MSc

Kerala, characterized by diverse physiography, landscapes, and soil compositions, confronts challenges related to soil quality, primarily due to unpredictable shifts in weather conditions. Given the dynamic nature of the soil, which adapts to evolving environmental factors, assessing soil quality becomes crucial. Traditional soil analysis methods are both time-consuming and expensive, necessitating the exploration of innovative alternatives to expedite the analysis process. Visible-NIR (Vis-NIR) reflectance spectroscopy has emerged as a rapid, cost-effective, environmentally friendly, non-destructive, reproducible, and repeatable analytical technique. Among various soil quality parameters, Soil Organic Carbon (SOC) plays a significant role in influencing the physicochemical and biological aspects of soil, thereby positively affecting crop growth. Determining SOC is particularly crucial in tropical regions due to its dynamic nature and its contribution to climate change adaptation through carbon sequestration. Against this backdrop, a research study was conducted between 2021-2023 with the aim of estimating and quantitatively predicting soil organic carbon in upland and wetland ecosystems of Kerala using hyperspectral reflectance spectroscopy in the Department of Soil Science & Agricultural Chemistry.

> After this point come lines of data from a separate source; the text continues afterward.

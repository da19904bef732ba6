pub mod budgets;
pub mod expenses;
pub mod form;
pub mod login;
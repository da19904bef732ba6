pub mod components;
pub mod keymap;
pub mod screens;

mod terminal;
mod theme;

use ratatui::{
    Frame,
    layout::{Constraint, Direction, Layout, Rect},
    style::Style,
    text::{Line, Span},
    widgets::Paragraph,
};

use crate::app::{AppState, Screen, Section};

pub use terminal::{AppTerminal as Terminal, restore_terminal, setup_terminal};
pub use theme::Theme;

pub fn render(frame: &mut Frame<'_>, state: &AppState) {
    let area = frame.area();
    match state.screen {
        Screen::Login => screens::login::render(frame, area, state),
        Screen::Main => render_shell(frame, area, state),
    }
}

fn render_shell(frame: &mut Frame<'_>, area: Rect, state: &AppState) {
    let theme = Theme::default();

    let layout = Layout::default()
        .direction(Direction::Vertical)
        .constraints([
            Constraint::Length(1), // Info bar
            Constraint::Length(2), // Tab bar
            Constraint::Min(0),    // Section content
            Constraint::Length(1), // Bottom bar
        ])
        .split(area);

    render_info_bar(frame, layout[0], state, &theme);
    components::tabs::render_tabs(frame, layout[1], state.section, &theme);

    match state.section {
        Section::Expenses => screens::expenses::render(frame, layout[2], state),
        Section::Budgets => screens::budgets::render(frame, layout[2], state),
    }

    render_bottom_bar(frame, layout[3], state, &theme);
}

fn render_info_bar(frame: &mut Frame<'_>, area: Rect, state: &AppState, theme: &Theme) {
    let user = state
        .profile
        .as_deref()
        .or_else(|| state.session.as_ref().map(|s| s.username.as_str()))
        .unwrap_or("-");
    let refresh = state
        .last_refresh
        .map(|dt| dt.format("%H:%M:%S").to_string())
        .unwrap_or_else(|| "-".to_string());

    let line = Line::from(vec![
        Span::styled("User", Style::default().fg(theme.text_muted)),
        Span::raw(format!(": {user}  ")),
        Span::styled("Server", Style::default().fg(theme.text_muted)),
        Span::raw(format!(": {}  ", state.base_url)),
        Span::styled("Currency", Style::default().fg(theme.text_muted)),
        Span::raw(format!(": {}  ", state.currency)),
        Span::styled("Refresh", Style::default().fg(theme.text_muted)),
        Span::raw(format!(": {refresh}")),
    ]);

    frame.render_widget(Paragraph::new(line), area);
}

fn render_bottom_bar(frame: &mut Frame<'_>, area: Rect, state: &AppState, theme: &Theme) {
    use components::hints::{context_hints, global_hints, hint_separator, hints_to_spans};

    let mut parts = hints_to_spans(&context_hints(state), theme);
    let in_list = match state.section {
        Section::Expenses => state.expenses.mode == crate::app::ListMode::List,
        Section::Budgets => state.budgets.mode == crate::app::ListMode::List,
    };
    if in_list {
        parts.push(hint_separator(theme));
        parts.extend(hints_to_spans(&global_hints(), theme));
    }

    frame.render_widget(Paragraph::new(Line::from(parts)), area);
}
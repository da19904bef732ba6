//! The module contains the errors the engine can return.
//!
//! The errors are:
//!
//! - [`InvalidArgument`] returned when a caller breaks an API contract, e.g.
//!   an unknown grouping selector.
//! - [`InvalidAmount`] returned when user input is not a valid amount.
//! - [`InvalidDate`] returned when user input is not a `YYYY-MM-DD` date.
//! - [`Validation`] returned when a form draft is incomplete or inconsistent.
//!
//! Malformed records coming from the API never produce an error: the filter
//! and aggregation engines treat their fields as absent.
//!
//!  [`InvalidArgument`]: EngineError::InvalidArgument
//!  [`InvalidAmount`]: EngineError::InvalidAmount
//!  [`InvalidDate`]: EngineError::InvalidDate
//!  [`Validation`]: EngineError::Validation
use thiserror::Error;

/// Engine custom errors.
#[derive(Error, Debug, Clone, PartialEq, Eq)]
pub enum EngineError {
    #[error("Invalid argument: {0}")]
    InvalidArgument(String),
    #[error("Invalid amount: {0}")]
    InvalidAmount(String),
    #[error("Invalid date: {0}")]
    InvalidDate(String),
    #[error("{0}")]
    Validation(String),
}
use engine::{Bucket, Currency, Money, share};
use ratatui::{
    Frame,
    layout::{Constraint, Direction, Layout, Rect},
    style::{Modifier, Style},
    text::{Line, Span},
    widgets::{BarChart, Paragraph, Sparkline},
};

use crate::ui::theme::Theme;

/// Whole currency units for chart heights; negative totals draw as zero.
#[must_use]
pub fn major_units(total: Money) -> u64 {
    u64::try_from(total.cents()).unwrap_or(0) / 100
}

/// Returns something like `████████░░  80%`.
#[must_use]
pub fn percentage_bar(percentage: u16, width: usize) -> String {
    let filled = ((percentage as usize * width) / 100).min(width);
    let empty = width.saturating_sub(filled);
    format!(
        "{}{} {:>3}%",
        "█".repeat(filled),
        "░".repeat(empty),
        percentage
    )
}

fn empty(frame: &mut Frame<'_>, area: Rect, theme: &Theme) {
    frame.render_widget(
        Paragraph::new(Span::styled(
            "Nothing to chart for the current filter.",
            Style::default().fg(theme.dim),
        )),
        area,
    );
}

/// One line per category: label, share bar and amount.
pub fn render_share(
    frame: &mut Frame<'_>,
    area: Rect,
    buckets: &[Bucket],
    currency: Currency,
    theme: &Theme,
) {
    if buckets.is_empty() {
        empty(frame, area, theme);
        return;
    }

    let label_width = buckets
        .iter()
        .map(|b| b.key.chars().count())
        .max()
        .unwrap_or(0)
        .min(16);
    let lines: Vec<Line> = share(buckets)
        .into_iter()
        .zip(buckets)
        .map(|((key, percentage), bucket)| {
            let label: String = key.chars().take(label_width).collect();
            Line::from(vec![
                Span::styled(
                    format!("{label:<label_width$}  "),
                    Style::default().fg(theme.text_muted),
                ),
                Span::styled(
                    percentage_bar(percentage, 20),
                    Style::default().fg(theme.accent),
                ),
                Span::raw(format!("  {}", bucket.total.format(currency))),
            ])
        })
        .collect();

    frame.render_widget(Paragraph::new(lines), area);
}

/// Vertical bars of category totals in whole currency units.
pub fn render_bars(frame: &mut Frame<'_>, area: Rect, buckets: &[Bucket], theme: &Theme) {
    if buckets.is_empty() {
        empty(frame, area, theme);
        return;
    }

    let labels: Vec<String> = buckets.iter().map(|b| b.key.chars().take(8).collect()).collect();
    let data: Vec<(&str, u64)> = labels
        .iter()
        .zip(buckets)
        .map(|(label, bucket)| (label.as_str(), major_units(bucket.total)))
        .collect();

    let chart = BarChart::default()
        .data(data.as_slice())
        .bar_width(8)
        .bar_gap(2)
        .bar_style(Style::default().fg(theme.accent))
        .value_style(Style::default().fg(theme.text).add_modifier(Modifier::BOLD))
        .label_style(Style::default().fg(theme.dim));
    frame.render_widget(chart, area);
}

/// Day-by-day totals as a sparkline with the covered range underneath.
pub fn render_trend(
    frame: &mut Frame<'_>,
    area: Rect,
    buckets: &[Bucket],
    currency: Currency,
    theme: &Theme,
) {
    let (Some(first), Some(last)) = (buckets.first(), buckets.last()) else {
        empty(frame, area, theme);
        return;
    };

    let layout = Layout::default()
        .direction(Direction::Vertical)
        .constraints([Constraint::Min(1), Constraint::Length(1)])
        .split(area);

    let data: Vec<u64> = buckets
        .iter()
        .map(|b| u64::try_from(b.total.cents()).unwrap_or(0))
        .collect();
    let sparkline = Sparkline::default()
        .data(&data)
        .style(Style::default().fg(theme.accent));
    frame.render_widget(sparkline, layout[0]);

    let peak = buckets
        .iter()
        .max_by_key(|b| b.total)
        .map(|b| format!("peak {} on {}", b.total.format(currency), b.key))
        .unwrap_or_default();
    let caption = Line::from(vec![
        Span::styled(
            format!("{} → {}  ", first.key, last.key),
            Style::default().fg(theme.dim),
        ),
        Span::raw(peak),
    ]);
    frame.render_widget(Paragraph::new(caption), layout[1]);
}
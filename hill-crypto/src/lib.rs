//! Hill cipher over the 36-symbol alphabet `A-Z0-9`, with exact modular linear algebra over Z/36Z.
//!
//! Because 36 is composite, a key matrix is usable iff its determinant is coprime to 36.
//! Determinants and inverses are computed with exact integer arithmetic.

pub mod cipher;
pub mod errors;
pub mod keygen;
pub mod preset;
pub mod ring;

pub use cipher::{HillCipher, KeyMatrix, Sealed};
pub use errors::HillCryptoError;
pub use keygen::generate_valid_key;
pub use ring::{KeyDiagnostics, is_valid_key};
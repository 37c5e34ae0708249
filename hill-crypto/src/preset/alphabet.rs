use lazy_static::lazy_static;
use std::collections::HashMap;

/// Symbols in index order: letters take 0..=25, digits take 26..=35.
pub const ALPHABET: &str = "ABCDEFGHIJKLMNOPQRSTUVWXYZ0123456789";

/// Number of symbols, and therefore the modulus of the cipher ring.
pub const ALPHABET_SIZE: u64 = 36;

/// Symbol appended to plaintext until it fills a whole block.
pub const PADDING_SYMBOL: char = 'X';

lazy_static! {
    /// A static HashMap mapping an index (0 to 35) to its alphabet symbol.
    pub static ref INDEX_TO_SYMBOL_MAP: HashMap<u8, char> = ALPHABET
        .chars()
        .enumerate()
        .map(|(i, ch)| (i as u8, ch))
        .collect();

    /// A static HashMap mapping an alphabet symbol (A-Z, 0-9) to its index (0 to 35).
    pub static ref SYMBOL_TO_INDEX_MAP: HashMap<char, u8> = INDEX_TO_SYMBOL_MAP
        .iter()
        .map(|(&index, &ch)| (ch, index))
        .collect();
}

/// Maps an upper-case letter or digit to its index. Anything else has no index.
pub fn symbol_to_index(ch: char) -> Option<i64> {
    SYMBOL_TO_INDEX_MAP.get(&ch).map(|&i| i as i64)
}

/// Maps an index back to its symbol, reducing it mod 36 first.
pub fn index_to_symbol(index: i64) -> char {
    let reduced = index.rem_euclid(ALPHABET_SIZE as i64) as u8;
    // every residue in [0, 36) is a key of the table
    INDEX_TO_SYMBOL_MAP.get(&reduced).copied().unwrap_or(PADDING_SYMBOL)
}
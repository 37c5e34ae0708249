use anyhow::{Context, Result, ensure};
use clap::{Args, Parser, Subcommand};
use hill_crypto::cipher::{HillCipher, KeyMatrix, Sealed, clean_and_uppercase};
use hill_crypto::keygen::{DEFAULT_MAX_ATTEMPTS, generate_valid_key};
use hill_crypto::preset::default_keys::default_key;
use hill_crypto::ring::matrix_ops::inspect_key;
use hill_crypto::ring::Ring;

#[derive(Parser)]
#[command(name = "hill-cli", about = "Hill cipher over A-Z0-9 (mod 36)")]
struct Cli {
    #[command(subcommand)]
    command: Command,
}

#[derive(Subcommand)]
enum Command {
    /// Encrypt text; non-alphanumeric characters are dropped and X-padding is appended.
    Encrypt {
        text: String,
        #[command(flatten)]
        key: KeySource,
    },
    /// Decrypt text. Pass --original-len to strip the padding added on encryption.
    Decrypt {
        text: String,
        #[command(flatten)]
        key: KeySource,
        #[arg(long)]
        original_len: Option<usize>,
    },
    /// Search for a random invertible key and print it as JSON.
    Keygen {
        #[arg(long, default_value_t = 2)]
        size: usize,
        #[arg(long, default_value_t = 0)]
        seed: u64,
        #[arg(long, default_value_t = DEFAULT_MAX_ATTEMPTS)]
        max_attempts: usize,
    },
    /// Print a key with its determinant diagnostics.
    Inspect {
        #[command(flatten)]
        key: KeySource,
    },
    /// Encrypt and decrypt a username and password, checking each survives the round trip.
    Login {
        #[arg(long)]
        username: String,
        #[arg(long)]
        password: String,
        #[command(flatten)]
        key: KeySource,
    },
}

#[derive(Args)]
struct KeySource {
    /// Key matrix as JSON rows, e.g. '[[5,8],[17,3]]'.
    #[arg(long)]
    key: Option<String>,
    /// Block size used when no --key is given.
    #[arg(long, default_value_t = 2)]
    size: usize,
    /// Generate the key from this seed instead of using the built-in key.
    #[arg(long)]
    seed: Option<u64>,
    /// Candidates tried before falling back when generating from --seed.
    #[arg(long, default_value_t = DEFAULT_MAX_ATTEMPTS)]
    max_attempts: usize,
}

impl KeySource {
    fn resolve(&self) -> Result<KeyMatrix> {
        if let Some(json) = &self.key {
            return KeyMatrix::from_json(json).context("invalid --key");
        }
        if let Some(seed) = self.seed {
            return generate_valid_key(self.size, HillCipher::MODULUS, self.max_attempts, seed)
                .context("key generation failed");
        }

        let rows = default_key(self.size).with_context(|| {
            format!(
                "no built-in key of size {}; pass --key or --seed",
                self.size
            )
        })?;
        Ok(KeyMatrix::try_with(rows)?)
    }
}

/// One credential taken through seal and open.
#[derive(Debug)]
struct CredentialCheck {
    original: String,
    ciphertext: String,
    decrypted: String,
    opened: String,
}

impl CredentialCheck {
    fn run(cipher: &HillCipher, original: &str) -> Result<Self> {
        let sealed = cipher.seal(original);
        let decrypted = cipher.decrypt(&sealed.ciphertext)?;
        let opened = cipher.open(&sealed)?;

        Ok(Self {
            original: original.to_string(),
            ciphertext: sealed.ciphertext,
            decrypted,
            opened,
        })
    }

    fn matches(&self) -> bool {
        self.opened == clean_and_uppercase(&self.original)
    }

    fn print(&self, label: &str) {
        println!("{}:", label);
        println!("  original  : {}", self.original);
        println!("  encrypted : {}", self.ciphertext);
        println!("  decrypted : {}", self.decrypted);
        println!("  opened    : {}", self.opened);
        println!(
            "  status    : {}",
            if self.matches() { "MATCH" } else { "NO-MATCH" }
        );
    }
}

fn run(cli: Cli) -> Result<()> {
    match cli.command {
        Command::Encrypt { text, key } => {
            let cipher = HillCipher::try_with(key.resolve()?)?;
            let sealed = cipher.seal(&text);
            log::debug!(
                "plaintext length {}, padding {}",
                sealed.plaintext_len,
                sealed.padding()
            );
            println!("{}", sealed.ciphertext);
        }
        Command::Decrypt {
            text,
            key,
            original_len,
        } => {
            let cipher = HillCipher::try_with(key.resolve()?)?;
            let plaintext = match original_len {
                Some(plaintext_len) => cipher.open(&Sealed {
                    ciphertext: text,
                    plaintext_len,
                })?,
                None => cipher.decrypt(&text)?,
            };
            println!("{}", plaintext);
        }
        Command::Keygen {
            size,
            seed,
            max_attempts,
        } => {
            let key = generate_valid_key(size, HillCipher::MODULUS, max_attempts, seed)?;
            println!("{}", key.to_json()?);
        }
        Command::Inspect { key } => {
            let key = key.resolve()?;
            let ring = Ring::try_with(HillCipher::MODULUS)?;
            let diag = inspect_key(key.rows(), &ring)?;

            println!("{}", key);
            println!("determinant        : {}", diag.determinant);
            println!("determinant mod {} : {}", diag.modulus, diag.det_mod);
            match diag.det_inverse {
                Some(inv) => println!("inverse det mod {} : {}", diag.modulus, inv),
                None => println!("inverse det mod {} : none", diag.modulus),
            }
            println!("gcd(det mod {0}, {0}) : {1}", diag.modulus, diag.gcd);
            println!(
                "status             : {}",
                if diag.is_valid() { "VALID" } else { "INVALID" }
            );
        }
        Command::Login {
            username,
            password,
            key,
        } => {
            ensure!(
                !clean_and_uppercase(&username).is_empty(),
                "username has no letters or digits"
            );
            ensure!(
                !clean_and_uppercase(&password).is_empty(),
                "password has no letters or digits"
            );

            let cipher = HillCipher::try_with(key.resolve()?)?;
            println!("{}", cipher.key());

            let checks = [
                ("USERNAME", CredentialCheck::run(&cipher, &username)?),
                ("PASSWORD", CredentialCheck::run(&cipher, &password)?),
            ];
            for (label, check) in &checks {
                check.print(label);
            }
            ensure!(
                checks.iter().all(|(_, check)| check.matches()),
                "credential round trip mismatch"
            );
        }
    }

    Ok(())
}

fn main() -> Result<()> {
    // Log to stderr (if you run with `RUST_LOG=debug`).
    env_logger::init();

    run(Cli::parse())
}

#[cfg(test)]
mod tests {
    use super::*;

    #[test]
    fn test_cli_definition() {
        use clap::CommandFactory;
        Cli::command().debug_assert();
    }

    #[test]
    fn test_key_source_precedence() -> Result<()> {
        let cli = Cli::try_parse_from([
            "hill-cli",
            "inspect",
            "--key",
            "[[1,2],[3,5]]",
            "--seed",
            "4",
        ])?;
        let Command::Inspect { key } = cli.command else {
            panic!("expected inspect");
        };
        assert_eq!(key.resolve()?.rows(), &vec![vec![1, 2], vec![3, 5]]);
        Ok(())
    }

    #[test]
    fn test_default_key_by_size() -> Result<()> {
        let cli = Cli::try_parse_from(["hill-cli", "encrypt", "AB", "--size", "3"])?;
        let Command::Encrypt { key, .. } = cli.command else {
            panic!("expected encrypt");
        };
        assert_eq!(key.resolve()?.size(), 3);

        let cli = Cli::try_parse_from(["hill-cli", "encrypt", "AB", "--size", "5"])?;
        let Command::Encrypt { key, .. } = cli.command else {
            panic!("expected encrypt");
        };
        assert!(key.resolve().is_err());
        Ok(())
    }

    #[test]
    fn test_run_round_trip_commands() -> Result<()> {
        run(Cli::try_parse_from(["hill-cli", "encrypt", "HI5"])?)?;
        run(Cli::try_parse_from(["hill-cli", "decrypt", "19PU", "--original-len", "3"])?)?;
        run(Cli::try_parse_from(["hill-cli", "keygen", "--size", "3", "--seed", "7"])?)?;
        assert!(run(Cli::try_parse_from(["hill-cli", "decrypt", "19P"])?).is_err());
        let singular = ["hill-cli", "encrypt", "X", "--key", "[[2,4],[4,8]]"];
        assert!(run(Cli::try_parse_from(singular)?).is_err());
        Ok(())
    }

    #[test]
    fn test_seeded_key_uses_max_attempts() -> Result<()> {
        let cli = Cli::try_parse_from([
            "hill-cli",
            "encrypt",
            "AB",
            "--seed",
            "7",
            "--max-attempts",
            "0",
        ])?;
        let Command::Encrypt { key, .. } = cli.command else {
            panic!("expected encrypt");
        };
        // No candidates drawn, so the built-in 2x2 key comes back.
        assert_eq!(key.resolve()?.rows(), &vec![vec![5, 8], vec![17, 3]]);
        Ok(())
    }

    #[test]
    fn test_credential_check_keeps_trailing_x() -> Result<()> {
        let cipher = HillCipher::try_with(KeyMatrix::try_with(vec![vec![5, 8], vec![17, 3]])?)?;

        let check = CredentialCheck::run(&cipher, "box")?;
        assert_eq!(check.decrypted, "BOXX");
        assert_eq!(check.opened, "BOX");
        assert!(check.matches());

        let check = CredentialCheck::run(&cipher, "hi 5")?;
        assert_eq!(check.ciphertext, "19PU");
        assert_eq!(check.decrypted, "HI5X");
        assert_eq!(check.opened, "HI5");
        assert!(check.matches());
        Ok(())
    }

    #[test]
    fn test_run_login() -> Result<()> {
        run(Cli::try_parse_from([
            "hill-cli",
            "login",
            "--username",
            "admin",
            "--password",
            "p4ss w0rd!",
        ])?)?;
        run(Cli::try_parse_from([
            "hill-cli",
            "login",
            "--username",
            "MAX",
            "--password",
            "secret",
            "--size",
            "3",
            "--seed",
            "11",
        ])?)?;

        let blank = ["hill-cli", "login", "--username", "!!", "--password", "x"];
        assert!(run(Cli::try_parse_from(blank)?).is_err());
        Ok(())
    }
}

The study was conducted under the different land use systems of the three Agro Ecological Units (AEU) of Kerala namely Kole lands (AEU 6), North central Laterite (AEU 10) and Palakkad central plain (AEU 22). Georeferenced surface soil samples (0–15cm) were collected from 70 locations under each AEU and anlyzed for physico-chemical properties of soil including SOC. The results of physico-chemical analysis showed that, mean bulk density was lower in AEU 6 (1.12 Mg m-3) compared to AEU 10 and 22 (1.3 Mg m-3). SOC ranged from (0.6 to 4.26 %) in AEU 6, AEU 10 (0.53 to 6.42%) and AEU 22 (0.21 to 3.74 %). Total Carbon (Tot. C) in AEU 6 varied from (0.7 to 4.46 %), AEU 10 (0.53 to 6.42) and AEU 22(0.34 to 3.83 %). Available Nitrogen (Av. N) ranged from (125.4 to 363.2 kg ha-1) in AEU 6, AEU 10 (108.9 to 439.04 kg ha-1) and AEU 22 (75.2 to 489.2 kg ha-1). Total Nitrogen (Tot. N) values ranging from AEU 6 (0.04 to 0.36 %), AEU 10 (0.07 to 0.87 %) and AEU 22 (0.05 to 0.33 %).
Reflectance spectra were collected in controlled dark room condition for 210 samples in the wavelength region (350-2500 nm) using the ASD FieldSpec 4 spectroradiometer. The spectra were then pre-processed by using different techniques like First order derivative (FOD), second order derivative (SOD), log (1/R) transformation, and continuum removal (CR) for enhancing quality of the spectra for better prediction. Further, correlation analysis was carried for both raw and preprocessed spectra and correlated spectral bands were taken for developing PLSR (Partial least square Regression) model, the coefficient of determination (R2) was better for first and second order derivatives for SOC compared with raw and other preprocessed data. Hence, FOD was taken for developing PLSR model. The model was developed for the prediction of soil organic carbon (SOC), total carbon (Tot. C), available nitrogen (Av. N), and total nitrogen (Tot. N). For all the four parameters the datasets were divided in the ratio of 70:30, with 70% of the data (n=147) used for calibration and the remaining 30% used for validation (n=63).
The PLSR model developed in this study underwent validation based on R2 and RMSE, demonstrating its efficacy in predicting SOC, Tot. C, Av. N and Tot. N values. The model exhibited strong predictive capabilities, achieving R2 values of 0.88 for SOC, 0.86 for Tot. C, 0.85 for Av. N, and 0.87 for Tot. N, with corresponding RMSE values of 0.66 %, 0.73 %, 66.9 kg ha-1, and 0.06%, respectively. The high variability in carbon and nitrogen content within the soil samples underscored the model's effectiveness.
This study concludes that hyperspectral reflectance spectroscopy is a successful approach for predicting carbon and nitrogen levels in different ecosystems in Kerala. The research findings emphasize the significance of employing Chemometrics as an advanced tool for soil property prediction. Looking ahead, there is a pressing need to develop spectral libraries and prediction models tailored to regional and field-level variations in soil properties across diverse soil types in Kerala.